↓↓↓

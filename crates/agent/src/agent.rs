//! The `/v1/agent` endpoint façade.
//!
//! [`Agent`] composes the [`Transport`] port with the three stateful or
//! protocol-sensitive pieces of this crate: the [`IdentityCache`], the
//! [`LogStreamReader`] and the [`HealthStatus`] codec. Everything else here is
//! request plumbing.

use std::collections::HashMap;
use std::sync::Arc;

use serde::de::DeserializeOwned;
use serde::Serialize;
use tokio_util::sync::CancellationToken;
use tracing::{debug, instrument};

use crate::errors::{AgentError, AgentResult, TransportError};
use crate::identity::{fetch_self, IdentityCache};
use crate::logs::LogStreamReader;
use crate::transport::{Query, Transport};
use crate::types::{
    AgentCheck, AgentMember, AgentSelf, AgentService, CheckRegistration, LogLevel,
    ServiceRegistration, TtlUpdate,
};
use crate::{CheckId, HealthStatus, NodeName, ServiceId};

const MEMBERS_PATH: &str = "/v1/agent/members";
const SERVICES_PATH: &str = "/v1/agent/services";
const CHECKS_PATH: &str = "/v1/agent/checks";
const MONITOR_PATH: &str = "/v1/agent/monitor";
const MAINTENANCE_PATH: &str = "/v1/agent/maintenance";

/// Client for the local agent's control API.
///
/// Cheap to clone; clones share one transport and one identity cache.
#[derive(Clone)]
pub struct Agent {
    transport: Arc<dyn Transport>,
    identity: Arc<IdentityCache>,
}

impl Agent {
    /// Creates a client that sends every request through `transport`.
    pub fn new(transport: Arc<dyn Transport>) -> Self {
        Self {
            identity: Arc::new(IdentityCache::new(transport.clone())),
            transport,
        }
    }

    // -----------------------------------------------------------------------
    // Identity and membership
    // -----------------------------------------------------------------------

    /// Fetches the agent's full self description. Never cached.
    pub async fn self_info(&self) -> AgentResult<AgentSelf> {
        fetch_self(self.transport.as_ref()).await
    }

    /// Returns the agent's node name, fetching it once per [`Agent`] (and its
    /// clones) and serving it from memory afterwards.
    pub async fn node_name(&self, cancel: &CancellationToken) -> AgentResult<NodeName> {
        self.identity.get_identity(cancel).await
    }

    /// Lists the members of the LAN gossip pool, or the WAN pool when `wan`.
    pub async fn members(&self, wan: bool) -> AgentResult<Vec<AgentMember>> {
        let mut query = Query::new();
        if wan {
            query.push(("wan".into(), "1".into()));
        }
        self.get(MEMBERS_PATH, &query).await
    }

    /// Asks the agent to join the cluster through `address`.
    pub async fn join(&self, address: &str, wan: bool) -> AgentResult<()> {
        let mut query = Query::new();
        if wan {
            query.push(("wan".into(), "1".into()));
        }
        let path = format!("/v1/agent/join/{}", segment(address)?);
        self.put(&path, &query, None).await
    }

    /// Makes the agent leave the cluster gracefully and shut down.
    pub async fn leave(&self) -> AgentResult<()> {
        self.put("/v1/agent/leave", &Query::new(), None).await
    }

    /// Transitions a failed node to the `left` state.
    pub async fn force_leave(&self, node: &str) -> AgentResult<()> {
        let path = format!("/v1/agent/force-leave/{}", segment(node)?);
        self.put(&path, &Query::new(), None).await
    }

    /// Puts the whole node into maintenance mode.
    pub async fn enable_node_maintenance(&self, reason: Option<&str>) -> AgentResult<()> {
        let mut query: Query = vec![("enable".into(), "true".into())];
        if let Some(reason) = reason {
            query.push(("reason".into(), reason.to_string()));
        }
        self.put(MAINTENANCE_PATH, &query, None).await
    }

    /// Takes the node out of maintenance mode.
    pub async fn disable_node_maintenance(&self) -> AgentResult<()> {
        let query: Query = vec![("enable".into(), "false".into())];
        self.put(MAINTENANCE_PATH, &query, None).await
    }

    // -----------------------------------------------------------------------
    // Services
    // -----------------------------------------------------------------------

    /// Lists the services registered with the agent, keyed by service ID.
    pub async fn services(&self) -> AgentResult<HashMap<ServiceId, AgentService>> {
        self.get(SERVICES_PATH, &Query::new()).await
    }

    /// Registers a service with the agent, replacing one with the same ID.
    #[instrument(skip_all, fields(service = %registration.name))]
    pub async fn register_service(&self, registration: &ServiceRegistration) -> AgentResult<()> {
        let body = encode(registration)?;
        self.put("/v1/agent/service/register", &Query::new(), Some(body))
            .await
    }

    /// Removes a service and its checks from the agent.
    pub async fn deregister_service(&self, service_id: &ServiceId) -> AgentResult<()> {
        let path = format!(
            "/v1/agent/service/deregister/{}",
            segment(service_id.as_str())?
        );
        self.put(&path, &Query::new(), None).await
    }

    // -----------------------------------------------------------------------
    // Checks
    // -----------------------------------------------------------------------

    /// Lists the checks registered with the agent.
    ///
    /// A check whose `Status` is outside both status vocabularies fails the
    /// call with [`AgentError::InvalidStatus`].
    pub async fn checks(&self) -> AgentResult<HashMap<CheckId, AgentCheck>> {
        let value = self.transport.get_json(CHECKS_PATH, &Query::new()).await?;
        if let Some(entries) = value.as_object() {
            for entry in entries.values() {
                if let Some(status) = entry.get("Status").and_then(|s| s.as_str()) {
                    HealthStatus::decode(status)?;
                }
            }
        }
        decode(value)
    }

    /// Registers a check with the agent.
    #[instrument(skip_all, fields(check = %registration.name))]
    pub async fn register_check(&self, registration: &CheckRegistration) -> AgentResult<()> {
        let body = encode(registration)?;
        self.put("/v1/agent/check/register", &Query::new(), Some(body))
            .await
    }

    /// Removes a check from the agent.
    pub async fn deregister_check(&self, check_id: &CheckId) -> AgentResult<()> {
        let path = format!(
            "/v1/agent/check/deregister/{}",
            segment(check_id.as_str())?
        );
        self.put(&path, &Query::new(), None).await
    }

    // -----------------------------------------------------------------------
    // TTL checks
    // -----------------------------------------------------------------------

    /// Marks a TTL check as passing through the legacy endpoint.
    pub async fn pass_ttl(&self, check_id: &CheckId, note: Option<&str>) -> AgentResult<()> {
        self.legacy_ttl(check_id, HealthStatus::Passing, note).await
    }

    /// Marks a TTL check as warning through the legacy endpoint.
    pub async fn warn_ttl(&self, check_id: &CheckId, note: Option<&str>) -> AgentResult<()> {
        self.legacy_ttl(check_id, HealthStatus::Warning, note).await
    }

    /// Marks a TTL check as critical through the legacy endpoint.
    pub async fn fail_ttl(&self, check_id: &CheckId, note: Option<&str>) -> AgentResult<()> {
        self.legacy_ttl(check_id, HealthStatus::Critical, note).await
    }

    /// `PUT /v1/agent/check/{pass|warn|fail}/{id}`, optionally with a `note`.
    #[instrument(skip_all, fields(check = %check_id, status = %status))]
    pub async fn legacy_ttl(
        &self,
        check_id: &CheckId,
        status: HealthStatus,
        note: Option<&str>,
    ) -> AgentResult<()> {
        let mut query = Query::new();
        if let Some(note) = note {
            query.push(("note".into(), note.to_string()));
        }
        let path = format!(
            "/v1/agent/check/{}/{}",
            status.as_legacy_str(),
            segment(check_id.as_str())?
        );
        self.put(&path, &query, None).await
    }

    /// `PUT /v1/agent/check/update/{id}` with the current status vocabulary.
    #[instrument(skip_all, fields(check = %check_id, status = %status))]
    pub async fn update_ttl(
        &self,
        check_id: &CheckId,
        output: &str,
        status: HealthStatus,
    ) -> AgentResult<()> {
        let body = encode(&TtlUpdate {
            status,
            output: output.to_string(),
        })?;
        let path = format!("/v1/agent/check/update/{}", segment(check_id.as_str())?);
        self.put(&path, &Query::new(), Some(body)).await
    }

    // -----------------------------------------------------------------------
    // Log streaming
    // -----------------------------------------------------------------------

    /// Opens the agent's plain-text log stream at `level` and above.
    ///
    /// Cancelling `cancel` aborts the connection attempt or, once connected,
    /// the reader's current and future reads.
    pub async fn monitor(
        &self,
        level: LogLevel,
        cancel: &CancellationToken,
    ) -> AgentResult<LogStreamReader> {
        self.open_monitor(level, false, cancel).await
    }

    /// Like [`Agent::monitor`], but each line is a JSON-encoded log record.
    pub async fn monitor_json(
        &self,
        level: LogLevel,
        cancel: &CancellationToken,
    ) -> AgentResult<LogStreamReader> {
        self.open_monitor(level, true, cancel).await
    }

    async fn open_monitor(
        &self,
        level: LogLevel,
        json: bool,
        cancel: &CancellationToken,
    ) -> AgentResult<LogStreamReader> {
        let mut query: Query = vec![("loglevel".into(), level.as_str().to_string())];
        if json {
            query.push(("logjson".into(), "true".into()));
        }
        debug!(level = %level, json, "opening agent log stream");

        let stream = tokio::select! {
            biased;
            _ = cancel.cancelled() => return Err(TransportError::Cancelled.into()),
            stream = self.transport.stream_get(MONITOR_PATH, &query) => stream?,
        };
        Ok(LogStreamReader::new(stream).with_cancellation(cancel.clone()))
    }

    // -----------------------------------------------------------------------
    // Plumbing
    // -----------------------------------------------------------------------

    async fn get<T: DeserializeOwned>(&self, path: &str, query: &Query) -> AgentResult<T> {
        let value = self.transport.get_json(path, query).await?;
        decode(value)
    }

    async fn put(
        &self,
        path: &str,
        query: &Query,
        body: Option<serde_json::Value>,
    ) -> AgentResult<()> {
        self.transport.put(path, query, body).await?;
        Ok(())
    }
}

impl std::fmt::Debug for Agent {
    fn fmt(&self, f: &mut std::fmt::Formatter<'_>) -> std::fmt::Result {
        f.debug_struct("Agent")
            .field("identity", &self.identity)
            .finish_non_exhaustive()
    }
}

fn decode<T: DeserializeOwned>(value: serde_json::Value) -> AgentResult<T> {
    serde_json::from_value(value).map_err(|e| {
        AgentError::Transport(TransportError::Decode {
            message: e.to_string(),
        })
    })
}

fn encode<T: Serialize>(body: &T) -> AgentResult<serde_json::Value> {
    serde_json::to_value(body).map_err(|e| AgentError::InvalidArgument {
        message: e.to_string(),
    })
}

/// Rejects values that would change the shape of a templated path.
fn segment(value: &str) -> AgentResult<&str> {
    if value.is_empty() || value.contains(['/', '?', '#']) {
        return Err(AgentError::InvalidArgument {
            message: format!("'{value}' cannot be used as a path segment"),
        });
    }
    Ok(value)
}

↑↑↑

Exercise prompt: In the records above, find each line with the word "through" and copy it out.

Task answer:
    /// Creates a client that sends every request through `transport`.
    /// Asks the agent to join the cluster through `address`.
    /// Marks a TTL check as passing through the legacy endpoint.
    /// Marks a TTL check as warning through the legacy endpoint.
    /// Marks a TTL check as critical through the legacy endpoint.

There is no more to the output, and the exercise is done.